- Required work -
Pick out each line of the records that includes the string "foundations", and copy it.

[Saved data entries]
Content starts

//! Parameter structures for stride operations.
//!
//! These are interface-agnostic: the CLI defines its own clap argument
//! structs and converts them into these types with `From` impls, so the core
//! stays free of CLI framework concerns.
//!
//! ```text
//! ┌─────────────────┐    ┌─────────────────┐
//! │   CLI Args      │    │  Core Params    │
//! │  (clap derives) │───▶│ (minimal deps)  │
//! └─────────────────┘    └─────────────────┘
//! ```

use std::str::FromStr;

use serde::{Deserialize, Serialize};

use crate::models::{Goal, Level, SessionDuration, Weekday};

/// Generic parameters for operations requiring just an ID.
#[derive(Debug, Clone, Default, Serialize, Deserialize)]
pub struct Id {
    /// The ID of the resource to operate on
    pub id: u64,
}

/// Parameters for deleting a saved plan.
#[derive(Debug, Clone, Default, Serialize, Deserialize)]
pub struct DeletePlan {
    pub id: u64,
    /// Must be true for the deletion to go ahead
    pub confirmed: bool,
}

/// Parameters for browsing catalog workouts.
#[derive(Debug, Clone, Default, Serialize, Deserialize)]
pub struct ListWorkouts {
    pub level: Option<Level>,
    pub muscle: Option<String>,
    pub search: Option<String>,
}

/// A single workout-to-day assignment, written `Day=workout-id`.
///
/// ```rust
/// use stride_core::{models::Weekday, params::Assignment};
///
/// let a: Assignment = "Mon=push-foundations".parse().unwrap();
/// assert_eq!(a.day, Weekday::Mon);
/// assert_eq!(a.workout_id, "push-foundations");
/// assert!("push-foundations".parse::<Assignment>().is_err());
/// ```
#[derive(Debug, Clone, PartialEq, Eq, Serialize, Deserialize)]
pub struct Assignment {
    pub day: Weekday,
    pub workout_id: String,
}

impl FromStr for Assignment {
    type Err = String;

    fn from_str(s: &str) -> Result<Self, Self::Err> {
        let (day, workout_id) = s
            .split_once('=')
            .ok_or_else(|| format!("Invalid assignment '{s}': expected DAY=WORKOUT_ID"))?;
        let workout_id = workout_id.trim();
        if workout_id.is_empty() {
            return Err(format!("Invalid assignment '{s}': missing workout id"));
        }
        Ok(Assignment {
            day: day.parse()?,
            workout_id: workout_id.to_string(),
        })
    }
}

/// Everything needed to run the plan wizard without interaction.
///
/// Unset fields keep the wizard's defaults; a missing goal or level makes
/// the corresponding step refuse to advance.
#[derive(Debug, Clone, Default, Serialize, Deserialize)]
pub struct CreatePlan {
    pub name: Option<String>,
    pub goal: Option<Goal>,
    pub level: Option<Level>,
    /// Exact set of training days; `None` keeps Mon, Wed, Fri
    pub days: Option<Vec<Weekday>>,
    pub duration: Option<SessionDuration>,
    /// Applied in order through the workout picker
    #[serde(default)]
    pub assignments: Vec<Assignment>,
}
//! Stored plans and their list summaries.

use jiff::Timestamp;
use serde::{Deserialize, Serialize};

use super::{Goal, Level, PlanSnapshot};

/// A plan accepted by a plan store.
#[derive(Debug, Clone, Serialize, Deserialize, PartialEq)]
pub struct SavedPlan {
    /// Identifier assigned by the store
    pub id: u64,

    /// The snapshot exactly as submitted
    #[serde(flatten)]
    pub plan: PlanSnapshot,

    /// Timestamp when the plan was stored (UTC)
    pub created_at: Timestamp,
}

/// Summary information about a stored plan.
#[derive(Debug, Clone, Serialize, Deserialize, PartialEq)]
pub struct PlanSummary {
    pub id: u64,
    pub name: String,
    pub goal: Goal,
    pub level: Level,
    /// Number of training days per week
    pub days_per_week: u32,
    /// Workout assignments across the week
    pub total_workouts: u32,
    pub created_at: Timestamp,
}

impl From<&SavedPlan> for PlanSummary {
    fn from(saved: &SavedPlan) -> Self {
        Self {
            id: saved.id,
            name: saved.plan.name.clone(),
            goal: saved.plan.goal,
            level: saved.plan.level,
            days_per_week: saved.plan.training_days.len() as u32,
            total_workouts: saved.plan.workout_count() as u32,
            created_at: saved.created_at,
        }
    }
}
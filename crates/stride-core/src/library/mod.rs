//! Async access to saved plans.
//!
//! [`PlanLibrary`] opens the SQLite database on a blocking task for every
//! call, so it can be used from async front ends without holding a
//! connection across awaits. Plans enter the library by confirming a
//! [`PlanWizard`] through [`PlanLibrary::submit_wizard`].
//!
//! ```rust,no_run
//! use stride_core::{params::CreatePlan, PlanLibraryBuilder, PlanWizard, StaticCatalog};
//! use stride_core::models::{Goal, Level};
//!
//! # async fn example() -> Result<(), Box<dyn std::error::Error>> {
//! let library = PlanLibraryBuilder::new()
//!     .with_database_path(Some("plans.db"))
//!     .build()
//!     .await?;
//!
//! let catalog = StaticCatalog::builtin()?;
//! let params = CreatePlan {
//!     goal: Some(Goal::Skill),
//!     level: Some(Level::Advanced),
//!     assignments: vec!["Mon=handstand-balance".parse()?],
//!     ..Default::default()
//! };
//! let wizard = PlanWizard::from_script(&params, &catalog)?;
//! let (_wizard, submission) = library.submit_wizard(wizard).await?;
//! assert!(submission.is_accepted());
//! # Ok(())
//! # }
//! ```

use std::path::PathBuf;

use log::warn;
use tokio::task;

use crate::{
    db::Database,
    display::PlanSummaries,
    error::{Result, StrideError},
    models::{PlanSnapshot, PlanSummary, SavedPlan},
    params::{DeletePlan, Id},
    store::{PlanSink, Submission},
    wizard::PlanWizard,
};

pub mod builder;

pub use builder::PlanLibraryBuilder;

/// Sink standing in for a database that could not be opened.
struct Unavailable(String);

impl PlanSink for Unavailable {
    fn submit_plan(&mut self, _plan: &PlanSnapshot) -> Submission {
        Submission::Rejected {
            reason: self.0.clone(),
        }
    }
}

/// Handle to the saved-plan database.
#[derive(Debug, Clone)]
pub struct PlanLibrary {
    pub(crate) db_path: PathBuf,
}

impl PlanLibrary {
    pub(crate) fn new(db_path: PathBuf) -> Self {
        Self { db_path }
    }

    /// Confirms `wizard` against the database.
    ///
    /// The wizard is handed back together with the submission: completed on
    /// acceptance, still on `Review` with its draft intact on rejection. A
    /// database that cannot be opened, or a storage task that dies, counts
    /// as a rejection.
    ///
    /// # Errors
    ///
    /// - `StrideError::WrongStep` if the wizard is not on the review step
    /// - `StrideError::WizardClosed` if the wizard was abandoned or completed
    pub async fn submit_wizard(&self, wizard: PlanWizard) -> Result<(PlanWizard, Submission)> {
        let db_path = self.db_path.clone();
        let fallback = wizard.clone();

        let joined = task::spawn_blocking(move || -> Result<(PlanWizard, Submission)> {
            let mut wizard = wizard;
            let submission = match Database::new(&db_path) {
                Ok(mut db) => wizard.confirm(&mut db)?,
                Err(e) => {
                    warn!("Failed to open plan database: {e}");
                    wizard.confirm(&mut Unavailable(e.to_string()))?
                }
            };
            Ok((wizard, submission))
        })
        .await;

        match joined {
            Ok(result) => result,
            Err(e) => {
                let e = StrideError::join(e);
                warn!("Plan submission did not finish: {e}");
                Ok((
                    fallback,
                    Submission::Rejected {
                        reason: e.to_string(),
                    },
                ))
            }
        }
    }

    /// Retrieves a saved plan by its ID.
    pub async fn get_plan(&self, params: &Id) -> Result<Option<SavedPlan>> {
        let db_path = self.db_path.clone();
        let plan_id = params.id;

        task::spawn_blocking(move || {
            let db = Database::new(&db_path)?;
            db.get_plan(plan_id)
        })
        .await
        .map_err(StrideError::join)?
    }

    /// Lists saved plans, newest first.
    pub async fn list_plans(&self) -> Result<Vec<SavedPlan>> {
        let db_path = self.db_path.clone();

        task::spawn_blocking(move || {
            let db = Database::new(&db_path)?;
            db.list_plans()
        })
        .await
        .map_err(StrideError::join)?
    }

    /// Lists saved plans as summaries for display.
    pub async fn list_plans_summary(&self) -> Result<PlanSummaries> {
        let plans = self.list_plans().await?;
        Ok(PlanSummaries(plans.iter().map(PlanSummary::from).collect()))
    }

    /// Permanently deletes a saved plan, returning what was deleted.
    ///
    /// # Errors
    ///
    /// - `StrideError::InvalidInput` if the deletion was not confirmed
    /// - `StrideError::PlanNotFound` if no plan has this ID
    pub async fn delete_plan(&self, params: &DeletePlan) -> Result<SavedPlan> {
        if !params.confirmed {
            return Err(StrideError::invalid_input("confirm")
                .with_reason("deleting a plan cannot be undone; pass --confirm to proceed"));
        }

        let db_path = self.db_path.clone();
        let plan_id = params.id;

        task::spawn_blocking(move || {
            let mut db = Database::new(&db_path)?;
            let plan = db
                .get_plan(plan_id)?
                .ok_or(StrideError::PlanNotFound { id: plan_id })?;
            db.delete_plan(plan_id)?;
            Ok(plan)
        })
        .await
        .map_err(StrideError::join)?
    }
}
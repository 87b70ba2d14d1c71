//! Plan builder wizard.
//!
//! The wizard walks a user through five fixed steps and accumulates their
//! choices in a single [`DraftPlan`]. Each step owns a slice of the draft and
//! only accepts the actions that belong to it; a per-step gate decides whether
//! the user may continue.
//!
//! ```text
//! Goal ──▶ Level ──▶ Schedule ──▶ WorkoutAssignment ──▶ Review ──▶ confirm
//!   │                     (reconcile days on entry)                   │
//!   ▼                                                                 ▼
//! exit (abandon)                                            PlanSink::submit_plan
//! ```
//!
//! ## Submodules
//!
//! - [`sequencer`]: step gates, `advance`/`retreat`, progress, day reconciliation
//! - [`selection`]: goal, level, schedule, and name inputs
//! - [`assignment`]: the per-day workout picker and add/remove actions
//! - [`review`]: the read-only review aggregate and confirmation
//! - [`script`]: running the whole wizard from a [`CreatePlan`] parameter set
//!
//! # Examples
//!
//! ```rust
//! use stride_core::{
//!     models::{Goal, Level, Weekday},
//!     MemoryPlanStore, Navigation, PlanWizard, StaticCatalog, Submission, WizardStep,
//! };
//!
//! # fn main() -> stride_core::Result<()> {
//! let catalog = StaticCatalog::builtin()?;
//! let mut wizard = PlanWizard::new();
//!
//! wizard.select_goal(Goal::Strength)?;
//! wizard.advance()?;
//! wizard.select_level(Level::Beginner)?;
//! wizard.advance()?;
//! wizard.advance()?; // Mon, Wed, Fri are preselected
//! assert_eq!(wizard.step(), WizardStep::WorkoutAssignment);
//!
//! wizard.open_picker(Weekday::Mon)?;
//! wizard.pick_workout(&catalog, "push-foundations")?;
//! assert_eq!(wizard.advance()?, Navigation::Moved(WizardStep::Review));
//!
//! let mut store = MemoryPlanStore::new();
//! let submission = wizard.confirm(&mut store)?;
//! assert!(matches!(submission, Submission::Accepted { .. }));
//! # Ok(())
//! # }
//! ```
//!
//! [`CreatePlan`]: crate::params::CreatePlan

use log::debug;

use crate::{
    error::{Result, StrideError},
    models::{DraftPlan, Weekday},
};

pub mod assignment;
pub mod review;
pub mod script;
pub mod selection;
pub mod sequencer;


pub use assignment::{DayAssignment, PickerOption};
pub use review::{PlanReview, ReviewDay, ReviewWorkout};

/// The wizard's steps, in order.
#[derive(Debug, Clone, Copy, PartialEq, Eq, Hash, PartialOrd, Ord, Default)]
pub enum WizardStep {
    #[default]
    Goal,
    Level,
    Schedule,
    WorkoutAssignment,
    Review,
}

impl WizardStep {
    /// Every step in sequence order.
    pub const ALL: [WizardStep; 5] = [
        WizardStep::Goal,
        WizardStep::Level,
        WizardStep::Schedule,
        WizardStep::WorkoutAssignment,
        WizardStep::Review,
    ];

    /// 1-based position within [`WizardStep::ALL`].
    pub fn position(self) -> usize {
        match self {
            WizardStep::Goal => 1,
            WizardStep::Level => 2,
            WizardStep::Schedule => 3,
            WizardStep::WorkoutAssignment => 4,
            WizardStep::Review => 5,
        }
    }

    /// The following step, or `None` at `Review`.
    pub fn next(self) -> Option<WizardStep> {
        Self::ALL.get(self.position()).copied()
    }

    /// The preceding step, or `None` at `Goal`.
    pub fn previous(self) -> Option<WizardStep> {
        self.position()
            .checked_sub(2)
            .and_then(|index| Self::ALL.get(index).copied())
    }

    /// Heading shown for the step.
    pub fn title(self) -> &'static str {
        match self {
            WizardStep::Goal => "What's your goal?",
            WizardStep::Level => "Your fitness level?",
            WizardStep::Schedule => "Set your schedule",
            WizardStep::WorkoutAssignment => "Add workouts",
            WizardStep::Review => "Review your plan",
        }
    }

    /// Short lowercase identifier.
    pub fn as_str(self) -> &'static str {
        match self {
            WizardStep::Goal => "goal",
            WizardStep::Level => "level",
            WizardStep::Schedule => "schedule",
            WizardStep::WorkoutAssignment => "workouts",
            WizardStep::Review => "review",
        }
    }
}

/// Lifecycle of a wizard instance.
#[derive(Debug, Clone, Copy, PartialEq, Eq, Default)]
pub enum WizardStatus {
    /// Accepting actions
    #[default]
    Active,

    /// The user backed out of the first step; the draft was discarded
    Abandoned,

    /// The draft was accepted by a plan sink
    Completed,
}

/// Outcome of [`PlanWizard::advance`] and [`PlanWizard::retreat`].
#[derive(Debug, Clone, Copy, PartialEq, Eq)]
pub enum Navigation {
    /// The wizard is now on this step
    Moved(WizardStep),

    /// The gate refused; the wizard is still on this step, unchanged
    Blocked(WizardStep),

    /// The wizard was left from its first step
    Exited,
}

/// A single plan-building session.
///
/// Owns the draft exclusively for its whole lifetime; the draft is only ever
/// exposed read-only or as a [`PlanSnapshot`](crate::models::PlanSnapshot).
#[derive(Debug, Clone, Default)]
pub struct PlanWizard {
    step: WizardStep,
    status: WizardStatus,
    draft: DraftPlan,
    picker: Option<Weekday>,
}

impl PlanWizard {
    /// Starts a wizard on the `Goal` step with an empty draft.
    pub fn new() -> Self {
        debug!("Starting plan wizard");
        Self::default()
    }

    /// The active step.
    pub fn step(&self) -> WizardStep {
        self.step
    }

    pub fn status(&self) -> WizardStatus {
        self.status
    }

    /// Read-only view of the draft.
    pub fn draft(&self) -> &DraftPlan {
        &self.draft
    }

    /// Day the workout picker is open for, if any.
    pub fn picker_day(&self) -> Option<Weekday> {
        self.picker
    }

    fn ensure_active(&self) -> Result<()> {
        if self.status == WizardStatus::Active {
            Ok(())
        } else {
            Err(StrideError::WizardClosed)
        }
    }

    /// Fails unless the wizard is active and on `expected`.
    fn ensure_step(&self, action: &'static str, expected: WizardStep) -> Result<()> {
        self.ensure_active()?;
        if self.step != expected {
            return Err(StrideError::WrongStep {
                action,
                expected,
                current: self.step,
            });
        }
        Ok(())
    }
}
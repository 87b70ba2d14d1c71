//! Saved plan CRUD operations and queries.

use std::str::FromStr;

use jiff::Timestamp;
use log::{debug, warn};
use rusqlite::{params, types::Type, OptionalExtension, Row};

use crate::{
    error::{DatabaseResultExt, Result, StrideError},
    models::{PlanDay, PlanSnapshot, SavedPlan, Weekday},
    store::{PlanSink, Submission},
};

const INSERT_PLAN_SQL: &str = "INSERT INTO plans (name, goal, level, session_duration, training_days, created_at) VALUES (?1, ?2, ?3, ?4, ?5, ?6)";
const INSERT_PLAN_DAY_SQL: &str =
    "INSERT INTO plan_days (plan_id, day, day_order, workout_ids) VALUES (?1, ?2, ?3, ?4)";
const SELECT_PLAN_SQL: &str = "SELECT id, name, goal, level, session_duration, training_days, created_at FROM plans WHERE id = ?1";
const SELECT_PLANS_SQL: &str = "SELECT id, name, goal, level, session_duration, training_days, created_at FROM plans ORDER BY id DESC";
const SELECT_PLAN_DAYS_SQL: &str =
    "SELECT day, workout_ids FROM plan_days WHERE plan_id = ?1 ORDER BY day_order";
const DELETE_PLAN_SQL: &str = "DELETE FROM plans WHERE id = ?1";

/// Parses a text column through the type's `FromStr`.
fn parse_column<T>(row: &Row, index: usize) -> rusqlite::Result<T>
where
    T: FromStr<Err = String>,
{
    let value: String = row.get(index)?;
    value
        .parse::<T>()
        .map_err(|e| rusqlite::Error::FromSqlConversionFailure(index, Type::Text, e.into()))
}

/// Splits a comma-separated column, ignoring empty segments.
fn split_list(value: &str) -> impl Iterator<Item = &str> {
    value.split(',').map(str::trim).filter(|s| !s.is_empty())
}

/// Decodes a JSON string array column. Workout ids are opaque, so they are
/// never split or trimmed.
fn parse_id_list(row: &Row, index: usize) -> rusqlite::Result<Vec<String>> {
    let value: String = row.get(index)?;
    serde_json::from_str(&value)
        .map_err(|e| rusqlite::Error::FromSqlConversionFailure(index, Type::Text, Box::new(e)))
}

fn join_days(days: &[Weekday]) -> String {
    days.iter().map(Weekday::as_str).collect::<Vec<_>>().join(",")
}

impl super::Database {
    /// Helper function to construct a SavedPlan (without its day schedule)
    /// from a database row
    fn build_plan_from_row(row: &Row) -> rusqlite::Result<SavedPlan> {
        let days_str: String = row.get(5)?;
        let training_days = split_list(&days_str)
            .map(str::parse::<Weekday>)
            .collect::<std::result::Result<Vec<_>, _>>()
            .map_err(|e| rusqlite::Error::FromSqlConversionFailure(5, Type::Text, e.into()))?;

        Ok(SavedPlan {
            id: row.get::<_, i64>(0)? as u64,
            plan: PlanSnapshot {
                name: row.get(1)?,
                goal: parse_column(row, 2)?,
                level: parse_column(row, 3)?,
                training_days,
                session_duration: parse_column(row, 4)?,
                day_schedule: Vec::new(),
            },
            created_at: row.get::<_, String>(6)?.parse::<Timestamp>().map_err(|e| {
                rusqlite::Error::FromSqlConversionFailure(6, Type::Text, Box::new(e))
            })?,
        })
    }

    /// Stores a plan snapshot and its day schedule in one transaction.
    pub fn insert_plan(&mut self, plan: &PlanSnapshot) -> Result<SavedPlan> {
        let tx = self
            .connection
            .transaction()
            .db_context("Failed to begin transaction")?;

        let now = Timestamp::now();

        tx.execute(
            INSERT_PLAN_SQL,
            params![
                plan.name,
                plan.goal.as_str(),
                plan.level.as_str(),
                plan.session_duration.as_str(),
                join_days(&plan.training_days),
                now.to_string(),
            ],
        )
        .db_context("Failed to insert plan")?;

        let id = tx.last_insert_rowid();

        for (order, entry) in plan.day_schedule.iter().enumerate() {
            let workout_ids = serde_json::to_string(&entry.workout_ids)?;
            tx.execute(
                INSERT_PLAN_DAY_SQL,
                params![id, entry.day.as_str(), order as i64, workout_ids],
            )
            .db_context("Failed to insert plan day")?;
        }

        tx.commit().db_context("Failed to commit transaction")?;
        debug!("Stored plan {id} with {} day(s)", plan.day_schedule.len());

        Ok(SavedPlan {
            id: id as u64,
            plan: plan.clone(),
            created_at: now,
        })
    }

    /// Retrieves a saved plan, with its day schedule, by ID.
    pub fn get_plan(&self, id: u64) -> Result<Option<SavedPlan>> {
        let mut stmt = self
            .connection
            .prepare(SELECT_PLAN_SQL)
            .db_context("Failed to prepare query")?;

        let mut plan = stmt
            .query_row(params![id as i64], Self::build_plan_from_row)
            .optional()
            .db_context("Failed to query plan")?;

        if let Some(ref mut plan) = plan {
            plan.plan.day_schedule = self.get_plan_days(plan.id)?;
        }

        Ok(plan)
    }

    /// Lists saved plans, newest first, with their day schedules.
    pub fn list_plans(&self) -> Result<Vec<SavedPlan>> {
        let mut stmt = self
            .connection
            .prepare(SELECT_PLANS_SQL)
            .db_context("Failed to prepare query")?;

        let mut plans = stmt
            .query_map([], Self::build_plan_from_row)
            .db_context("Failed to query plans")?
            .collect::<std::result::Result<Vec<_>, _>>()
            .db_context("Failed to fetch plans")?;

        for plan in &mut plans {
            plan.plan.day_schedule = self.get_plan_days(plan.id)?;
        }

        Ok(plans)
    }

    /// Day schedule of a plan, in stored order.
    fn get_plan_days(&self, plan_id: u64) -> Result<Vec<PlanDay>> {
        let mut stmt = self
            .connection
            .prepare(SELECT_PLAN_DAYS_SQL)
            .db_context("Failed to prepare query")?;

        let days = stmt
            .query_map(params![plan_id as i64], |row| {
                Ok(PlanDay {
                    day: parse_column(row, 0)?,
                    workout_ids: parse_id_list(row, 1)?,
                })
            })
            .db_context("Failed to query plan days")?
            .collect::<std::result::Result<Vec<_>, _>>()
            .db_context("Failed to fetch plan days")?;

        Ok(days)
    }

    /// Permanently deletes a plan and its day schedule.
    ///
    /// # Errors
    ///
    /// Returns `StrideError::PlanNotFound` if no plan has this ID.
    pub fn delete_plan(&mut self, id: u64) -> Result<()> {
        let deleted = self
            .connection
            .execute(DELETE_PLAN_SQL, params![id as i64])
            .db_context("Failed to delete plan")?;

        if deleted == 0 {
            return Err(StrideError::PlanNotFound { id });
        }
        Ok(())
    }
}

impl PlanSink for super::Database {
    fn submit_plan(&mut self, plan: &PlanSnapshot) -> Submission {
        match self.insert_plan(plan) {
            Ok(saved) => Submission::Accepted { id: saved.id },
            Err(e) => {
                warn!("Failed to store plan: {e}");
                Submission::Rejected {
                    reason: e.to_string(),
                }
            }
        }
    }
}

Content ends

- Answer to the problem -
/// let a: Assignment = "Mon=push-foundations".parse().unwrap();
/// assert_eq!(a.workout_id, "push-foundations");
/// assert!("push-foundations".parse::<Assignment>().is_err());
//! wizard.pick_workout(&catalog, "push-foundations")?;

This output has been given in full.